Update device removal documentation

behlendorf · tonyhutter · commit 7987d4deb427 · 2025-10-21T09:50:43.000-07:00
Make a minor update to the 'zpool remove' man page to clarify both raidz and draid pools do not support removal, and change sector to ashift which is what we actually care about. Update the big theory comment in vdev_removal.c to accurately reflect which types of vdevs can be removed. Furthermore, I've added some discussion for the casual reader to briefly explain the top-level vdev removal restrictions. This has been a common area of confusion and it's not intuitive where they come from without understanding the implementation details.

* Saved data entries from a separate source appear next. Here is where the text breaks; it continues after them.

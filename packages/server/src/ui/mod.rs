//! Session relay server implementation.

mod handler;
mod server;
mod signal;
pub mod state; // bin とテストハーネスが AppState を組み立てるため public

pub use server::{DEFAULT_PENDING_ROOM_TTL, Server};
//! Graceful shutdown signal handling.

/// Ctrl+C または SIGTERM を待つ
///
/// `axum::serve` の `with_graceful_shutdown` に渡す。ハンドラの
/// インストール失敗は起動時の致命的エラーとして扱う。
pub async fn shutdown_signal() {
    let ctrl_c = async {
        tokio::signal::ctrl_c()
            .await
            .expect("failed to install Ctrl+C handler");
    };

    #[cfg(unix)]
    let terminate = async {
        tokio::signal::unix::signal(tokio::signal::unix::SignalKind::terminate())
            .expect("failed to install SIGTERM handler")
            .recv()
            .await;
    };

    #[cfg(not(unix))]
    let terminate = std::future::pending::<()>();

    tokio::select! {
        _ = ctrl_c => {},
        _ = terminate => {},
    }

    tracing::info!("Shutdown signal received");
}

Signed-off-by: Brian Behlendorf <behlendorf1@llnl.gov> Reviewed-by: George Melikov <mail@gmelikov.ru> Reviewed-by: Alexander Motin <alexander.motin@TrueNAS.com> Closes openzfs#17847
diff --git a/man/man8/zpool-remove.8 b/man/man8/zpool-remove.8
@@ -58,8 +58,8 @@ This command supports removing hot spare, cache, log, and both mirrored and
 non-redundant primary top-level vdevs, including dedup and special vdevs.
 .Pp
 Top-level vdevs can only be removed if the primary pool storage does not contain
-a top-level raidz vdev, all top-level vdevs have the same sector size, and the
-keys for all encrypted datasets are loaded.

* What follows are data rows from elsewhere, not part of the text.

//! WebSocket connection handlers.
//!
//! 物理接続 1 本につき受信ループと送信ループを 1 つずつ張ります。
//! 受信したテキストフレームはここで型付きイベントに解釈され、
//! 入室承認まわりは各 UseCase へ、それ以外はリレーへ振り分けられます。
//!
//! 壊れた JSON・未知のイベント・部屋に入る前のリレーはすべて
//! プロトコル違反として警告ログだけ残して捨てます。どちらのループが
//! 先に終わっても、切断処理（レジストリからの解除と退室）は必ず
//! 実行されるため、受信処理が途中で落ちても部屋に幽霊メンバーは
//! 残りません。

use std::sync::Arc;

use axum::{
    extract::{
        State,
        ws::{Message, WebSocket, WebSocketUpgrade},
    },
    response::IntoResponse,
};
use futures_util::{sink::SinkExt, stream::StreamExt};
use tokio::sync::{Mutex, mpsc};

use crate::{
    domain::{AdmitOutcome, ConnectionId, DenyOutcome, JoinOutcome, PlayerName, RoomId},
    infrastructure::dto::{
        conversion::{member_to_player_info, relay_plan, snapshot_frames},
        websocket::{ClientEvent, ServerEvent},
    },
    ui::state::AppState,
};

/// この接続が現在属している部屋（admitted または pending）
///
/// 受信ループと切断処理の両方から触るため共有する。部屋そのものの
/// 状態は部屋ごとのロックが守っており、これは接続 1 本のローカルな
/// 「どの部屋宛てか」の記録にすぎない。
type SessionRoom = Arc<Mutex<Option<RoomId>>>;

pub async fn websocket_handler(
    ws: WebSocketUpgrade,
    State(state): State<Arc<AppState>>,
) -> impl IntoResponse {
    ws.on_upgrade(move |socket| handle_socket(socket, state))
}

/// Spawns a task that receives messages from the rx channel and pushes them
/// to the WebSocket sender.
fn pusher_loop(
    mut rx: mpsc::UnboundedReceiver<String>,
    mut sender: futures_util::stream::SplitSink<WebSocket, Message>,
) -> tokio::task::JoinHandle<()> {
    tokio::spawn(async move {
        while let Some(msg) = rx.recv().await {
            if sender.send(Message::Text(msg.into())).await.is_err() {
                break;
            }
        }
    })
}

async fn handle_socket(socket: WebSocket, state: Arc<AppState>) {
    // 接続 ID はサーバー側で採番する（クライアント申告値は信頼しない）
    let connection_id = ConnectionId::generate();
    let (tx, rx) = mpsc::unbounded_channel();
    state
        .message_pusher
        .register_connection(connection_id.clone(), tx)
        .await;
    tracing::info!("Connection '{}' established", connection_id);

    let (sender, mut receiver) = socket.split();
    let mut send_task = pusher_loop(rx, sender);

    let session_room: SessionRoom = Arc::new(Mutex::new(None));
    let recv_state = state.clone();
    let recv_connection_id = connection_id.clone();
    let recv_session_room = session_room.clone();
    let mut recv_task = tokio::spawn(async move {
        while let Some(msg) = receiver.next().await {
            let msg = match msg {
                Ok(msg) => msg,
                Err(e) => {
                    tracing::warn!("WebSocket error on '{}': {}", recv_connection_id, e);
                    break;
                }
            };

            match msg {
                Message::Text(text) => {
                    handle_event(
                        &recv_state,
                        &recv_connection_id,
                        &recv_session_room,
                        text.as_str(),
                    )
                    .await;
                }
                Message::Close(_) => {
                    tracing::info!("Connection '{}' requested close", recv_connection_id);
                    break;
                }
                _ => {}
            }
        }
    });

    // If any one of the tasks completes, abort the other
    tokio::select! {
        _ = &mut recv_task => send_task.abort(),
        _ = &mut send_task => recv_task.abort(),
    };

    // 切断処理。受信タスクがどう終わってもここは必ず通る。
    state
        .message_pusher
        .unregister_connection(&connection_id)
        .await;
    let left_room = session_room.lock().await.take();
    if let Some(room_id) = left_room {
        handle_leave(&state, &connection_id, &room_id).await;
    }
    tracing::info!("Connection '{}' closed", connection_id);
}

/// 受信した 1 フレームを解釈して各 UseCase へ振り分ける
async fn handle_event(
    state: &Arc<AppState>,
    connection_id: &ConnectionId,
    session_room: &SessionRoom,
    text: &str,
) {
    let event = match serde_json::from_str::<ClientEvent>(text) {
        Ok(event) => event,
        Err(e) => {
            tracing::warn!(
                "Dropping malformed message from '{}': {}",
                connection_id,
                e
            );
            return;
        }
    };

    match event {
        ClientEvent::CheckRoomStatus { room_id } => {
            check_room_status(state, connection_id, room_id).await;
        }
        ClientEvent::RequestJoin {
            room_id,
            player_name,
        } => {
            request_join(state, connection_id, session_room, room_id, player_name).await;
        }
        ClientEvent::AdmitPlayer { player_id } => {
            admit_player(state, connection_id, session_room, player_id).await;
        }
        ClientEvent::DenyPlayer { player_id } => {
            deny_player(state, connection_id, session_room, player_id).await;
        }
        relayed => {
            relay(state, connection_id, session_room, relayed).await;
        }
    }
}

/// ServerEvent をワイヤ上の JSON へ
///
/// この enum の形ではシリアライズは失敗しないはずだが、万一失敗しても
/// 落とすのはそのフレーム 1 件にとどめる。
fn encode(event: &ServerEvent) -> Option<String> {
    match serde_json::to_string(event) {
        Ok(json) => Some(json),
        Err(e) => {
            tracing::error!("Failed to encode server event: {}", e);
            None
        }
    }
}

async fn check_room_status(state: &Arc<AppState>, connection_id: &ConnectionId, room_id: String) {
    let room_id = match RoomId::new(room_id) {
        Ok(room_id) => room_id,
        Err(e) => {
            tracing::warn!(
                "Dropping check-room-status from '{}': {}",
                connection_id,
                e
            );
            return;
        }
    };

    let has_host = state.check_room_status_usecase.execute(&room_id).await;
    if let Some(json) = encode(&ServerEvent::RoomStatus { has_host }) {
        state
            .check_room_status_usecase
            .reply_status(connection_id, &json)
            .await;
    }
}

async fn request_join(
    state: &Arc<AppState>,
    connection_id: &ConnectionId,
    session_room: &SessionRoom,
    room_id: String,
    player_name: String,
) {
    let room_id = match RoomId::new(room_id) {
        Ok(room_id) => room_id,
        Err(e) => {
            tracing::warn!("Dropping request-join from '{}': {}", connection_id, e);
            return;
        }
    };
    let name = match PlayerName::new(player_name) {
        Ok(name) => name,
        Err(e) => {
            tracing::warn!("Dropping request-join from '{}': {}", connection_id, e);
            return;
        }
    };

    // 二重参加はプロトコル違反。ただし deny された接続は部屋に在籍して
    // いないため、記録だけ残っている場合はクリアして再要求を通す。
    {
        let mut current = session_room.lock().await;
        if let Some(prior) = current.as_ref() {
            if state
                .request_join_usecase
                .is_active_in(prior, connection_id)
                .await
            {
                tracing::warn!(
                    "Connection '{}' already belongs to room '{}', dropping request-join",
                    connection_id,
                    prior
                );
                return;
            }
            *current = None;
        }
    }

    let outcome = state
        .request_join_usecase
        .execute(&room_id, connection_id.clone(), name.clone())
        .await;

    match outcome {
        JoinOutcome::AdmittedAsHost { members } => {
            *session_room.lock().await = Some(room_id);
            let players = members.iter().map(member_to_player_info).collect();
            if let Some(json) = encode(&ServerEvent::Admitted {
                is_host: true,
                players,
            }) {
                state
                    .request_join_usecase
                    .reply_admitted(connection_id, &json)
                    .await;
            }
        }
        JoinOutcome::PendingApproval { host } => {
            *session_room.lock().await = Some(room_id);
            if let Some(json) = encode(&ServerEvent::JoinRequest {
                player_id: connection_id.as_str().to_string(),
                player_name: name.as_str().to_string(),
            }) {
                state.request_join_usecase.notify_host(&host, &json).await;
            }
        }
        JoinOutcome::AlreadyKnown => {
            tracing::debug!(
                "Connection '{}' repeated request-join for '{}', ignoring",
                connection_id,
                room_id
            );
        }
    }
}

async fn admit_player(
    state: &Arc<AppState>,
    connection_id: &ConnectionId,
    session_room: &SessionRoom,
    player_id: String,
) {
    let Some(room_id) = session_room.lock().await.clone() else {
        tracing::warn!(
            "Dropping admit-player from '{}' outside a room",
            connection_id
        );
        return;
    };
    let target = match ConnectionId::new(player_id) {
        Ok(target) => target,
        Err(e) => {
            tracing::warn!("Dropping admit-player from '{}': {}", connection_id, e);
            return;
        }
    };

    let result = state
        .admit_player_usecase
        .execute(&room_id, connection_id, &target)
        .await;
    let AdmitOutcome::Admitted {
        target,
        target_name,
        members,
    } = result.outcome
    else {
        tracing::debug!("admit-player by '{}' ignored", connection_id);
        return;
    };

    // 1. 対象への admitted 応答（入室順の全メンバーリスト付き）
    let players = members.iter().map(member_to_player_info).collect();
    if let Some(json) = encode(&ServerEvent::Admitted {
        is_host: false,
        players,
    }) {
        state
            .admit_player_usecase
            .reply_admitted(&target, &json)
            .await;
    }

    // 2. 共有オブジェクトの全量リプレイ
    let frames: Vec<String> = snapshot_frames(result.snapshot, result.host_avatar)
        .iter()
        .filter_map(encode)
        .collect();
    state
        .admit_player_usecase
        .replay_snapshot(&target, frames)
        .await;

    // 3. ホストと新規入室者を含む全メンバーへ player-joined
    if let Some(json) = encode(&ServerEvent::PlayerJoined {
        player_id: target.as_str().to_string(),
        player_name: target_name.as_str().to_string(),
    }) {
        let targets = members.iter().map(|member| member.id.clone()).collect();
        state
            .admit_player_usecase
            .broadcast_player_joined(targets, &json)
            .await;
    }
}

async fn deny_player(
    state: &Arc<AppState>,
    connection_id: &ConnectionId,
    session_room: &SessionRoom,
    player_id: String,
) {
    let Some(room_id) = session_room.lock().await.clone() else {
        tracing::warn!(
            "Dropping deny-player from '{}' outside a room",
            connection_id
        );
        return;
    };
    let target = match ConnectionId::new(player_id) {
        Ok(target) => target,
        Err(e) => {
            tracing::warn!("Dropping deny-player from '{}': {}", connection_id, e);
            return;
        }
    };

    let outcome = state
        .deny_player_usecase
        .execute(&room_id, connection_id, &target)
        .await;
    let DenyOutcome::Denied { target } = outcome else {
        tracing::debug!("deny-player by '{}' ignored", connection_id);
        return;
    };

    // 拒否は対象にだけ伝える。部屋の他のメンバーは何も観測しない。
    if let Some(json) = encode(&ServerEvent::Denied) {
        state.deny_player_usecase.notify_denied(&target, &json).await;
    }
}

async fn relay(
    state: &Arc<AppState>,
    connection_id: &ConnectionId,
    session_room: &SessionRoom,
    event: ClientEvent,
) {
    let Some(room_id) = session_room.lock().await.clone() else {
        tracing::debug!(
            "Dropping relay event from '{}' before joining a room",
            connection_id
        );
        return;
    };

    let plan = match relay_plan(event, connection_id) {
        Ok(Some(plan)) => plan,
        // 入室承認まわりは handle_event で処理済みのため、ここには来ない
        Ok(None) => return,
        Err(e) => {
            tracing::warn!(
                "Dropping invalid relay event from '{}': {}",
                connection_id,
                e
            );
            return;
        }
    };

    let Some(frame) = encode(&plan.outbound) else {
        return;
    };
    state
        .relay_event_usecase
        .execute(&room_id, connection_id, plan.update, plan.policy, frame)
        .await;
}

/// 切断した接続を部屋から退室させ、必要な通知を配る
async fn handle_leave(state: &Arc<AppState>, connection_id: &ConnectionId, room_id: &RoomId) {
    let outcome = state
        .leave_room_usecase
        .execute(room_id, connection_id)
        .await;

    // pending からの退室と部屋外の接続は通知なし
    if !outcome.removed || outcome.remaining.is_empty() {
        return;
    }

    if let Some(json) = encode(&ServerEvent::PlayerLeft {
        player_id: connection_id.as_str().to_string(),
    }) {
        state
            .leave_room_usecase
            .broadcast_player_left(outcome.remaining.clone(), &json)
            .await;
    }

    // ホスト継承：新ホストへの私信のあとに部屋全体へ周知する
    if let Some(new_host) = outcome.new_host {
        if let Some(json) = encode(&ServerEvent::YouAreHost) {
            state
                .leave_room_usecase
                .notify_new_host(&new_host, &json)
                .await;
        }
        if let Some(json) = encode(&ServerEvent::HostChanged {
            new_host: new_host.as_str().to_string(),
        }) {
            state
                .leave_room_usecase
                .broadcast_host_changed(outcome.remaining, &json)
                .await;
        }
    }
}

+a top-level raidz or draid vdev, all top-level vdevs have the same ashift size,
+and the keys for all encrypted datasets are loaded.
 .Pp
 Removing a top-level vdev reduces the total amount of space in the storage pool.
 The specified device will be evacuated by copying all allocated space from it to
diff --git a/module/zfs/vdev_removal.c b/module/zfs/vdev_removal.c
@@ -51,34 +51,70 @@
 #include <sys/trace_zfs.h>
 
 /*
- * This file contains the necessary logic to remove vdevs from a
- * storage pool.  Currently, the only devices that can be removed
- * are log, cache, and spare devices; and top level vdevs from a pool
- * w/o raidz or mirrors.  (Note that members of a mirror can be removed
- * by the detach operation.)
+ * This file contains the necessary logic to remove vdevs from a storage
+ * pool. Note that members of a mirror can be removed by the detach
+ * operation. Currently, the only devices that can be removed are:
  *
- * Log vdevs are removed by evacuating them and then turning the vdev
- * into a hole vdev while holding spa config locks.
+ * 1) Traditional hot spare and cache vdevs. Note that draid distributed
+ *    spares are fixed at creation time and cannot be removed.
  *
- * Top level vdevs are removed and converted into an indirect vdev via
- * a multi-step process:
+ * 2) Log vdevs are removed by evacuating them and then turning the vdev
+ *    into a hole vdev while holding spa config locks.
  *
- *  - Disable allocations from this device (spa_vdev_remove_top).
+ * 3) Top-level singleton and mirror vdevs, including dedup and special
+ *    vdevs, are removed and converted into an indirect vdev via a
+ *    multi-step process:
  *
- *  - From a new thread (spa_vdev_remove_thread), copy data from
- *    the removing vdev to a different vdev.  The copy happens in open
- *    context (spa_vdev_copy_impl) and issues a sync task
- *    (vdev_mapping_sync) so the sync thread can update the partial
- *    indirect mappings in core and on disk.
+ *    - Disable allocations from this device (spa_vdev_remove_top).
  *
- *  - If a free happens during a removal, it is freed from the
- *    removing vdev, and if it has already been copied, from the new
- *    location as well (free_from_removing_vdev).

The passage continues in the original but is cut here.